L’Iran défie les Etats-Unis avec le choix « mauvais accord » ou opération impossible

Misryoum : Téhéran met Washington au défi entre un « mauvais accord » et une opération « impossible », alors que le cessez-le-feu reste fragile.
Un nouveau bras de fer diplomatique s’installe entre l’Iran et les Etats-Unis, avec une mise en garde iranienne qui place Washington devant un choix jugé intenable.
Dans ce contexte de conflit au Moyen-Orient, l’Iran a demandé aux Etats-Unis de trancher, estimant que toute escalade militaire serait « impossible » et qu’un éventuel compromis pourrait n’être qu’un « mauvais accord ».. Misryoum rapporte que cette position intervient après l’avertissement de Donald Trump, qui a laissé entendre qu’il ne comptait pas accepter une nouvelle proposition iranienne.
Depuis l’entrée en vigueur d’un cessez-le-feu le 8 avril, les deux capitales restent dans l’impasse.. Presque 40 jours de frappes et de représailles avaient précédé ce gel des combats, mais les discussions n’ont pas permis de débloquer la situation, notamment lors de contacts tenus à Islamabad le 11 avril.
À ce stade, le mot clé n’est pas la reprise des hostilités, mais la façon de sortir de l’impasse, car chaque camp cherche à préserver ses lignes rouges sans perdre la face.
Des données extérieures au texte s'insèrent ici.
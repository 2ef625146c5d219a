mod cli_args;
mod commands;
mod output;

use anyhow::{Context, Result};
use clap::{CommandFactory, Parser};
use colored::*;
use std::path::{Path, PathBuf};
use std::process;

use cli_args::{Cli, Commands, GlobalOpts, ScanOpts, SelectionOpts};
use codepack_core::{
    AppDirs, AppError, Config, ConfigStore, GroupBy, ScanOptions, Scanner, Template,
    TemplateStore, apply_selection, load_selection_csv,
};

fn main() {
    let cli_args = Cli::parse();

    setup_logging(cli_args.quiet, cli_args.verbose);

    let quiet = cli_args.quiet;

    log::debug!("CLI args parsed: {:?}", cli_args);

    let exit_code = match run_app(cli_args, quiet) {
        Ok(_) => {
            log::info!("Application finished successfully.");
            0
        }
        Err(e) => {
            let exit_code = match e.downcast_ref::<AppError>() {
                Some(AppError::Config(_)) => 1,
                Some(AppError::InvalidArgument(_)) => 1,
                Some(AppError::ScanCancelled) => 1,
                Some(AppError::InvalidRoot(_)) => 2,
                Some(AppError::Io(_)) => 2,
                Some(AppError::FileRead { .. }) => 2,
                Some(AppError::FileWrite { .. }) => 2,
                Some(AppError::DirCreation { .. }) => 2,
                Some(AppError::WalkDir(_)) => 2,
                Some(AppError::Glob(_)) => 2,
                Some(AppError::DuplicateName(_)) => 3,
                Some(AppError::NotFound(_)) => 3,
                Some(AppError::Git(_)) => 4,
                Some(AppError::JsonSerialize(_)) => 6,
                Some(AppError::Csv(_)) => 6,
                Some(_) => 1,
                None => 1,
            };
            eprintln!("{} {:#}", "Error:".red().bold(), e);
            exit_code
        }
    };
    log::debug!("Exiting with code {}", exit_code);
    process::exit(exit_code);
}

fn setup_logging(quiet: bool, verbose: u8) {
    let log_level = if quiet {
        log::LevelFilter::Off
    } else {
        match verbose {
            0 => log::LevelFilter::Warn,
            1 => log::LevelFilter::Info,
            2 => log::LevelFilter::Debug,
            _ => log::LevelFilter::Trace,
        }
    };
    env_logger::Builder::new()
        .filter_level(log_level)
        .format_timestamp(None)
        .init();
    log::trace!("Logger initialized with level: {:?}", log_level);
}

fn run_app(cli: Cli, quiet: bool) -> Result<()> {
    let Some(command) = cli.command else {
        Cli::command().print_help()?;
        return Ok(());
    };
    if let Commands::Completion(args) = &command {
        log::debug!("Executing 'completion' command...");
        return commands::completion::handle_completion_command(args, quiet);
    }

    let mut session = Session::open(&cli.global)?;
    match command {
        Commands::Scan(args) => {
            log::debug!("Executing 'scan' command...");
            commands::scan::handle_scan_command(&args, &mut session, quiet)
        }
        Commands::Export(args) => {
            log::debug!("Executing 'export' command...");
            commands::export::handle_export_command(&args, &mut session, quiet)
        }
        Commands::Tree(args) => {
            log::debug!("Executing 'tree' command...");
            commands::tree::handle_tree_command(&args, &mut session, quiet)
        }
        Commands::Stats(args) => {
            log::debug!("Executing 'stats' command...");
            commands::stats::handle_stats_command(&args, &mut session, quiet)
        }
        Commands::Template(args) => {
            log::debug!("Executing 'template' command...");
            commands::template::handle_template_command(args.action, &mut session, quiet)
        }
        Commands::Selection(args) => {
            log::debug!("Executing 'selection' command...");
            commands::selection::handle_selection_command(args.action, &mut session, quiet)
        }
        Commands::Config(args) => {
            log::debug!("Executing 'config' command...");
            commands::config::handle_config_command(args.action, &mut session, quiet)
        }
        Commands::Completion(_) => Ok(()),
    }
}

/// Configuration and application directories shared by every command.
pub struct Session {
    store: Option<ConfigStore>,
    pub config: Config,
    pub dirs: AppDirs,
}

impl Session {
    fn open(global: &GlobalOpts) -> Result<Self> {
        let config_dir = AppDirs::resolve_config_dir(global.config_dir.as_ref())
            .context("Failed to determine configuration directory")?;
        if global.no_config {
            log::debug!("Stored configuration disabled, using defaults");
            return Ok(Self {
                store: None,
                config: Config::default(),
                dirs: AppDirs::new(&config_dir),
            });
        }
        let store = ConfigStore::open(&config_dir).with_context(|| {
            format!(
                "Failed to open configuration in {}",
                config_dir.display()
            )
        })?;
        Ok(Self {
            config: store.config().clone(),
            dirs: store.dirs().clone(),
            store: Some(store),
        })
    }

    pub fn store_mut(&mut self) -> Result<&mut ConfigStore> {
        self.store.as_mut().ok_or_else(|| {
            anyhow::Error::from(AppError::InvalidArgument(
                "the stored configuration is disabled by --no-config".into(),
            ))
        })
    }

    pub fn config_path(&self) -> Option<PathBuf> {
        self.store.as_ref().map(ConfigStore::path)
    }

    /// Applies `f` and persists the result unless `--no-config` is active.
    pub fn update_config<F>(&mut self, f: F) -> Result<()>
    where
        F: FnOnce(&mut Config),
    {
        match self.store.as_mut() {
            Some(store) => {
                store.update(f).context("Failed to save configuration")?;
                self.config = store.config().clone();
            }
            None => f(&mut self.config),
        }
        Ok(())
    }

    pub fn templates(&self) -> Result<TemplateStore> {
        TemplateStore::open(&self.dirs.templates).with_context(|| {
            format!(
                "Failed to load templates from {}",
                self.dirs.templates.display()
            )
        })
    }
}

/// Stored configuration with the command line scan overrides applied.
fn effective_config(base: &Config, opts: &ScanOpts) -> Config {
    let mut config = base.clone();
    if let Some(workers) = opts.workers {
        config.max_workers = workers;
    }
    if let Some(batch_size) = opts.batch_size {
        config.batch_size = batch_size;
    }
    config
        .excluded_directories
        .extend(opts.exclude_dirs.iter().cloned());
    if !opts.extensions.is_empty() {
        config.supported_extensions = opts.extensions.clone();
    }
    config.validate();
    log::trace!("Effective scan config: {:?}", config);
    config
}

pub fn scan_project(session: &Session, opts: &ScanOpts) -> Result<(PathBuf, Scanner)> {
    let root = Config::determine_project_root(opts.root.as_ref())
        .context("Failed to determine project root")?;
    log::info!("Project root determined: {}", root.display());

    let config = effective_config(&session.config, opts);
    let mut scanner = Scanner::new(ScanOptions::from_config(&config));
    let progress = |percent: f64| log::debug!("Scan progress: {:.0}%", percent);
    scanner
        .scan(&root, Some(&progress))
        .with_context(|| format!("Failed to scan {}", root.display()))?;
    Ok((root, scanner))
}

/// Marks files according to the selection options. Without any option every
/// file is selected. Returns the template that was applied, if any.
pub fn apply_selection_opts(
    session: &mut Session,
    scanner: &mut Scanner,
    root: &Path,
    opts: &SelectionOpts,
) -> Result<Option<Template>> {
    if opts.is_empty() || opts.all {
        scanner.select_all(true);
    }

    let mut applied = None;
    if let Some(name) = &opts.template {
        let template = session.templates()?.require(name)?.clone();
        let count = scanner.apply_template(&template);
        log::info!("Template '{}' selected {} files", name, count);
        session.update_config(|c| c.add_recent_template(name))?;
        applied = Some(template);
    }

    if !opts.globs.is_empty() {
        let count = scanner
            .select_matching_globs(&opts.globs)
            .context("Failed to apply glob selection")?;
        log::info!("Glob patterns selected {} files", count);
    }

    if let Some(csv) = &opts.from_csv {
        let paths = load_selection_csv(csv, root)
            .with_context(|| format!("Failed to read selection from {}", csv.display()))?;
        let report = apply_selection(scanner, &paths);
        log::info!("CSV selected {} files", report.matched);
        for missing in &report.missing {
            log::warn!("Not in scan: {}", missing.display());
        }
    }

    if let Some(text) = &opts.search {
        let matches: Vec<PathBuf> = scanner
            .filter(text)
            .into_iter()
            .map(|f| f.path.clone())
            .collect();
        let count = scanner.set_selected(&matches, true);
        log::info!("Search '{}' selected {} files", text, count);
    }

    Ok(applied)
}

pub fn parse_group_by(value: &str) -> Option<GroupBy> {
    match value {
        "folder" => Some(GroupBy::Folder),
        "layer" => Some(GroupBy::Layer),
        _ => None,
    }
}
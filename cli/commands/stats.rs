use crate::cli_args::StatsArgs;
use crate::output::{print_json, readable_size};
use crate::{Session, apply_selection_opts, scan_project};
use anyhow::Result;
use codepack_core::{FileDescriptor, SelectionStats};
use colored::*;
use comfy_table::{Cell, CellAlignment, Color, ContentArrangement, Table, presets::UTF8_FULL};
use serde::Serialize;
use std::fs;
use tiktoken_rs::cl100k_base;

#[derive(Debug, Serialize)]
pub struct StatsReport {
    #[serde(flatten)]
    pub stats: SelectionStats,
    pub total_size: String,
    pub selected_size: String,
    pub estimated_tokens: usize,
}

pub fn handle_stats_command(args: &StatsArgs, session: &mut Session, _quiet: bool) -> Result<()> {
    let (root, mut scanner) = scan_project(session, &args.scan)?;
    apply_selection_opts(session, &mut scanner, &root, &args.selection)?;

    let stats = SelectionStats::compute(scanner.files());
    let estimated_tokens = estimate_tokens(&scanner.selected_files())?;
    let report = StatsReport {
        total_size: readable_size(stats.total_bytes),
        selected_size: readable_size(stats.selected_bytes),
        stats,
        estimated_tokens,
    };

    if args.format.is_json() {
        print_json(&report)
    } else {
        print_stats_pretty(&report);
        Ok(())
    }
}

/// cl100k token count over the readable selected files.
fn estimate_tokens(files: &[FileDescriptor]) -> Result<usize> {
    let bpe = cl100k_base().map_err(|e| anyhow::anyhow!("Failed to load tokenizer: {}", e))?;
    let mut total = 0;
    for file in files {
        match fs::read_to_string(&file.path) {
            Ok(content) => total += bpe.encode_ordinary(&content).len(),
            Err(e) => log::warn!("Skipping {} in token estimate: {}", file.path.display(), e),
        }
    }
    Ok(total)
}

fn print_stats_pretty(report: &StatsReport) {
    println!();
    println!("{}", " Selection Statistics ".green().bold().underline());
    println!(
        "{:<20} {}",
        "Total Files:".green(),
        report.stats.total_files.to_string().cyan()
    );
    println!(
        "{:<20} {}",
        "Selected Files:".green(),
        report.stats.selected_files.to_string().cyan()
    );
    println!("{:<20} {}", "Total Size:".green(), report.total_size.cyan());
    println!(
        "{:<20} {}",
        "Selected Size:".green(),
        report.selected_size.cyan()
    );
    println!(
        "{:<20} {}",
        "Est. Tokens:".green(),
        report.estimated_tokens.to_string().cyan()
    );

    if report.stats.by_extension.is_empty() {
        println!("\n{}", "(No files scanned)".yellow());
    } else {
        println!("\n{}", " Files by Extension ".green().bold().underline());
        let mut table = Table::new();
        table
            .load_preset(UTF8_FULL)
            .set_content_arrangement(ContentArrangement::Dynamic);
        table.set_header(vec![
            Cell::new("Extension").fg(Color::Green),
            Cell::new("Files").fg(Color::Green),
        ]);
        for (extension, count) in &report.stats.by_extension {
            table.add_row(vec![
                Cell::new(extension).fg(Color::Cyan),
                Cell::new(count).set_alignment(CellAlignment::Right),
            ]);
        }
        println!("{table}");
    }
    println!();
}
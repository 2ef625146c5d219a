use crate::cli_args::ExportArgs;
use crate::output::print_success;
use crate::{Session, apply_selection_opts, parse_group_by, scan_project};
use anyhow::{Context, Result};
use codepack_core::{AppError, Exporter};
use colored::*;

pub fn handle_export_command(args: &ExportArgs, session: &mut Session, quiet: bool) -> Result<()> {
    let (root, mut scanner) = scan_project(session, &args.scan)?;
    let template = apply_selection_opts(session, &mut scanner, &root, &args.selection)?;

    let selected = scanner.selected_files();
    if selected.is_empty() {
        anyhow::bail!(AppError::InvalidArgument(
            "No files selected for export".to_string()
        ));
    }

    // Explicit flags win over the template's export settings.
    let group_by = match (&args.group_by, &template) {
        (Some(mode), _) => parse_group_by(mode),
        (None, Some(t)) => t.export_settings.group_by,
        (None, None) => None,
    };
    let name = args.name.clone().or_else(|| {
        template
            .as_ref()
            .filter(|t| t.export_settings.custom_naming)
            .map(|t| t.name.clone())
    });
    let output_dir = args
        .output_dir
        .clone()
        .or_else(|| session.config.export_directory.clone())
        .unwrap_or_else(|| session.dirs.exports.clone());

    log::info!(
        "Exporting {} files to {} (group by: {})",
        selected.len(),
        output_dir.display(),
        group_by.map_or_else(|| "none".to_string(), |g| g.to_string())
    );
    let exporter = Exporter::new(scanner.options().registry.clone());
    let produced = exporter
        .export_files(&selected, &output_dir, group_by, name.as_deref())
        .with_context(|| format!("Failed to export files to {}", output_dir.display()))?;

    let export_dir = output_dir.canonicalize().unwrap_or(output_dir);
    session.update_config(|c| {
        c.add_recent_directory(&root);
        c.export_directory = Some(export_dir);
    })?;

    for (group, path) in &produced {
        print_success(
            &format!(
                "{} -> {}",
                group.cyan(),
                path.display().to_string().blue()
            ),
            quiet,
        );
    }
    if !quiet {
        println!(
            "Exported {} files into {} file(s).",
            selected.len().to_string().cyan(),
            produced.len().to_string().cyan()
        );
    }
    Ok(())
}
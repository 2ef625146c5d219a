use clap::{Args, Parser, Subcommand};
use clap_complete::Shell;
use std::path::PathBuf;

#[derive(Args, Debug, Clone, Default)]
pub struct GlobalOpts {
    #[arg(
        long,
        global = true,
        value_name = "DIR",
        help = "Directory holding config.json and templates (default: <user config dir>/codepack).",
        conflicts_with = "no_config"
    )]
    pub config_dir: Option<PathBuf>,

    #[arg(
        long,
        global = true,
        help = "Ignore the stored configuration and never write it."
    )]
    pub no_config: bool,
}

#[derive(Args, Debug, Clone, Default)]
pub struct ScanOpts {
    #[arg(
        long,
        help = "Project directory to scan (default: $PROJECT_ROOT, then the current dir).",
        help_heading = "Scanning",
        value_name = "PATH"
    )]
    pub root: Option<PathBuf>,

    #[arg(
        long,
        help = "Number of scan worker threads.",
        help_heading = "Scanning",
        value_name = "N"
    )]
    pub workers: Option<usize>,

    #[arg(
        long,
        help = "Files handed to a worker at a time.",
        help_heading = "Scanning",
        value_name = "N"
    )]
    pub batch_size: Option<usize>,

    #[arg(long = "exclude-dir", value_name = "NAME", action = clap::ArgAction::Append, help = "Additional directory name to skip.", help_heading = "Scanning")]
    pub exclude_dirs: Vec<String>,

    #[arg(long = "ext", value_name = "EXT", action = clap::ArgAction::Append, help = "Extension to include; replaces the configured set.", help_heading = "Scanning")]
    pub extensions: Vec<String>,
}

#[derive(Args, Debug, Clone, Default)]
pub struct SelectionOpts {
    #[arg(
        long,
        help = "Select every scanned file.",
        help_heading = "Selection"
    )]
    pub all: bool,

    #[arg(
        long,
        value_name = "TEXT",
        help = "Select files whose name, path or layer contains TEXT (3+ characters).",
        help_heading = "Selection"
    )]
    pub search: Option<String>,

    #[arg(long = "glob", value_name = "PATTERN", action = clap::ArgAction::Append, help = "Select files whose root-relative path matches PATTERN.", help_heading = "Selection")]
    pub globs: Vec<String>,

    #[arg(
        long,
        value_name = "CSV",
        help = "Select the files listed in a selection CSV.",
        help_heading = "Selection"
    )]
    pub from_csv: Option<PathBuf>,

    #[arg(
        long,
        value_name = "NAME",
        help = "Select the files matching a saved template.",
        help_heading = "Selection"
    )]
    pub template: Option<String>,
}

impl SelectionOpts {
    pub fn is_empty(&self) -> bool {
        !self.all
            && self.search.is_none()
            && self.globs.is_empty()
            && self.from_csv.is_none()
            && self.template.is_none()
    }
}

#[derive(Args, Debug, Clone, Default)]
pub struct FormatOpts {
    #[arg(short = 'f', long, help = "Set the output format.", value_name = "FORMAT", value_parser = ["text", "json"], help_heading = "Output Formatting")]
    pub format: Option<String>,
}

impl FormatOpts {
    pub fn is_json(&self) -> bool {
        self.format.as_deref() == Some("json")
    }
}

#[derive(Parser, Debug)]
#[command(
    name = "codepack",
    author,
    version,
    about = "Bundle selected source files into plain-text exports.",
    long_about = "codepack scans a project for source files, lets you pick a subset \n(by glob, search text, saved template or CSV) and concatenates them into \nBOM-prefixed text exports, optionally grouped by folder or layer.",
    help_template = "{about-section}\nUsage: {usage}\n\n{all-args}{after-help}",
    after_help = "EXAMPLES:\n  codepack scan --root ./app\n  codepack export --glob 'src/**/*.py' --group-by folder -o ./out\n  codepack template create api --glob 'api/**'\n  codepack export --template api",
    arg_required_else_help = true
)]
pub struct Cli {
    #[command(subcommand)]
    pub command: Option<Commands>,

    #[clap(flatten)]
    pub global: GlobalOpts,

    #[arg(short, long, action = clap::ArgAction::Count, global = true, help = "Increase message verbosity (-v, -vv, -vvv).")]
    pub verbose: u8,

    #[arg(
        short,
        long,
        global = true,
        help = "Silence informational messages and warnings."
    )]
    pub quiet: bool,
}

#[derive(Subcommand, Debug, Clone)]
pub enum Commands {
    #[command(visible_alias = "s", about = "Scan a project and list the supported files.")]
    Scan(ScanArgs),

    #[command(
        visible_alias = "e",
        about = "Export the selected files into text bundles."
    )]
    Export(ExportArgs),

    #[command(visible_alias = "t", about = "Show the folder tree of scanned files.")]
    Tree(TreeArgs),

    #[command(about = "Show file counts, sizes and token estimates.")]
    Stats(StatsArgs),

    #[command(about = "Manage saved selection templates.")]
    Template(TemplateArgs),

    #[command(about = "Save or load a selection as CSV.")]
    Selection(SelectionArgs),

    #[command(about = "Show or change the stored configuration.")]
    Config(ConfigArgs),

    #[command(about = "Generate or save shell completion scripts.")]
    Completion(CompletionArgs),
}

#[derive(Args, Debug, Clone)]
pub struct ScanArgs {
    #[clap(flatten)]
    pub scan: ScanOpts,
    #[clap(flatten)]
    pub selection: SelectionOpts,
    #[clap(flatten)]
    pub format: FormatOpts,

    #[arg(long, help = "Add a git status column.")]
    pub git: bool,

    #[arg(long, help = "List only the selected files.")]
    pub selected: bool,
}

#[derive(Args, Debug, Clone)]
pub struct ExportArgs {
    #[clap(flatten)]
    pub scan: ScanOpts,
    #[clap(flatten)]
    pub selection: SelectionOpts,

    #[arg(long, value_name = "MODE", value_parser = ["none", "folder", "layer"], help = "Split the export into one file per folder or layer.", help_heading = "Output Control")]
    pub group_by: Option<String>,

    #[arg(
        long,
        value_name = "NAME",
        help = "Name of the single export file (default: export_<timestamp>).",
        help_heading = "Output Control"
    )]
    pub name: Option<String>,

    #[arg(
        short = 'o',
        long,
        value_name = "DIR",
        help = "Output directory (default: configured export dir, then <config dir>/exports).",
        help_heading = "Output Control"
    )]
    pub output_dir: Option<PathBuf>,
}

#[derive(Args, Debug, Clone)]
pub struct TreeArgs {
    #[clap(flatten)]
    pub scan: ScanOpts,
    #[clap(flatten)]
    pub selection: SelectionOpts,
    #[clap(flatten)]
    pub format: FormatOpts,
}

#[derive(Args, Debug, Clone)]
pub struct StatsArgs {
    #[clap(flatten)]
    pub scan: ScanOpts,
    #[clap(flatten)]
    pub selection: SelectionOpts,
    #[clap(flatten)]
    pub format: FormatOpts,
}

#[derive(Args, Debug, Clone)]
pub struct TemplateArgs {
    #[command(subcommand)]
    pub action: TemplateAction,
}

#[derive(Subcommand, Debug, Clone)]
pub enum TemplateAction {
    #[command(visible_alias = "ls", about = "List saved templates.")]
    List {
        #[clap(flatten)]
        format: FormatOpts,
    },
    #[command(about = "Show one template.")]
    Show {
        name: String,
        #[clap(flatten)]
        format: FormatOpts,
    },
    #[command(about = "Create a template from the current selection.")]
    Create {
        name: String,
        #[arg(long, short = 'd', default_value = "")]
        description: String,
        #[clap(flatten)]
        scan: ScanOpts,
        #[clap(flatten)]
        selection: SelectionOpts,
        #[arg(long, value_name = "MODE", value_parser = ["none", "folder", "layer"])]
        group_by: Option<String>,
        #[arg(long, help = "Name exports after the template.")]
        custom_naming: bool,
    },
    #[command(
        about = "Update a template; selection options re-derive its patterns."
    )]
    Update {
        name: String,
        #[arg(long, short = 'd')]
        description: Option<String>,
        #[clap(flatten)]
        scan: ScanOpts,
        #[clap(flatten)]
        selection: SelectionOpts,
        #[arg(long, value_name = "MODE", value_parser = ["none", "folder", "layer"])]
        group_by: Option<String>,
        #[arg(long, value_name = "BOOL")]
        custom_naming: Option<bool>,
    },
    #[command(visible_alias = "rm", about = "Delete a template.")]
    Delete { name: String },
    #[command(about = "Write a template to a JSON file.")]
    Export { name: String, path: PathBuf },
    #[command(about = "Import a template from a JSON file.")]
    Import { path: PathBuf },
    #[command(about = "List the scanned files a template matches.")]
    Match {
        name: String,
        #[clap(flatten)]
        scan: ScanOpts,
        #[clap(flatten)]
        format: FormatOpts,
    },
}

#[derive(Args, Debug, Clone)]
pub struct SelectionArgs {
    #[command(subcommand)]
    pub action: SelectionAction,
}

#[derive(Subcommand, Debug, Clone)]
pub enum SelectionAction {
    #[command(about = "Write the selected files to a CSV.")]
    Save {
        csv: PathBuf,
        #[clap(flatten)]
        scan: ScanOpts,
        #[clap(flatten)]
        selection: SelectionOpts,
    },
    #[command(about = "Apply a CSV selection to a fresh scan and report the result.")]
    Load {
        csv: PathBuf,
        #[clap(flatten)]
        scan: ScanOpts,
        #[clap(flatten)]
        format: FormatOpts,
    },
}

#[derive(Args, Debug, Clone)]
pub struct ConfigArgs {
    #[command(subcommand)]
    pub action: ConfigAction,
}

#[derive(Subcommand, Debug, Clone)]
pub enum ConfigAction {
    #[command(about = "Print the effective configuration as JSON.")]
    Show,
    #[command(about = "Print the configuration file location.")]
    Path,
    #[command(about = "Set a configuration value (lists are comma separated).")]
    Set { key: String, value: String },
    #[command(about = "Restore the default configuration.")]
    Reset,
}

#[derive(Args, Debug, Clone)]
pub struct CompletionArgs {
    #[arg(
        long,
        value_enum,
        value_name = "SHELL",
        help = "Shell to generate completions for [default: fish]"
    )]
    pub shell: Option<Shell>,
    #[arg(long, help = "Save completion script to the shell's default location.")]
    pub save: bool,
    #[arg(long, requires = "save", help = "Overwrite an existing completion file.")]
    pub force: bool,
}
use crate::cli_args::TreeArgs;
use crate::output::{print_json, write_to_stdout};
use crate::{Session, apply_selection_opts, scan_project};
use anyhow::Result;
use codepack_core::FolderTree;

pub fn handle_tree_command(args: &TreeArgs, session: &mut Session, _quiet: bool) -> Result<()> {
    let (root, mut scanner) = scan_project(session, &args.scan)?;
    apply_selection_opts(session, &mut scanner, &root, &args.selection)?;

    let tree = FolderTree::build(&root, scanner.files());
    if args.format.is_json() {
        print_json(&tree.to_nested())
    } else {
        write_to_stdout(&tree.render())
    }
}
L’Iran affirme notamment que la « marge de manœuvre » américaine se serait réduite. Misryoum souligne que le pouvoir iranien évoque un ultimatum lié au blocus américain des ports du pays, ainsi qu’un changement de ton de plusieurs acteurs internationaux envers Washington.
De son côté, Donald Trump a indiqué qu’il allait « bientôt étudier » un plan transmis par Téhéran, tout en laissant planer un doute sur son caractère acceptable.. Il a aussi contesté l’idée que la partie iranienne aurait encore « payé un prix suffisant » pour les actions passées, selon ses propres termes.
Parallèlement, des éléments rapportés par Misryoum indiquent que l’Iran aurait transmis à Washington, via le Pakistan, un plan présenté en 14 points et visant à mettre fin au conflit en 30 jours.. Les demandes citées portent sur le retrait de forces américaines proches de l’Iran, la levée du blocus et du gel d’avoirs, ainsi que des mesures liées aux sanctions et au dossier du détroit d’Ormuz.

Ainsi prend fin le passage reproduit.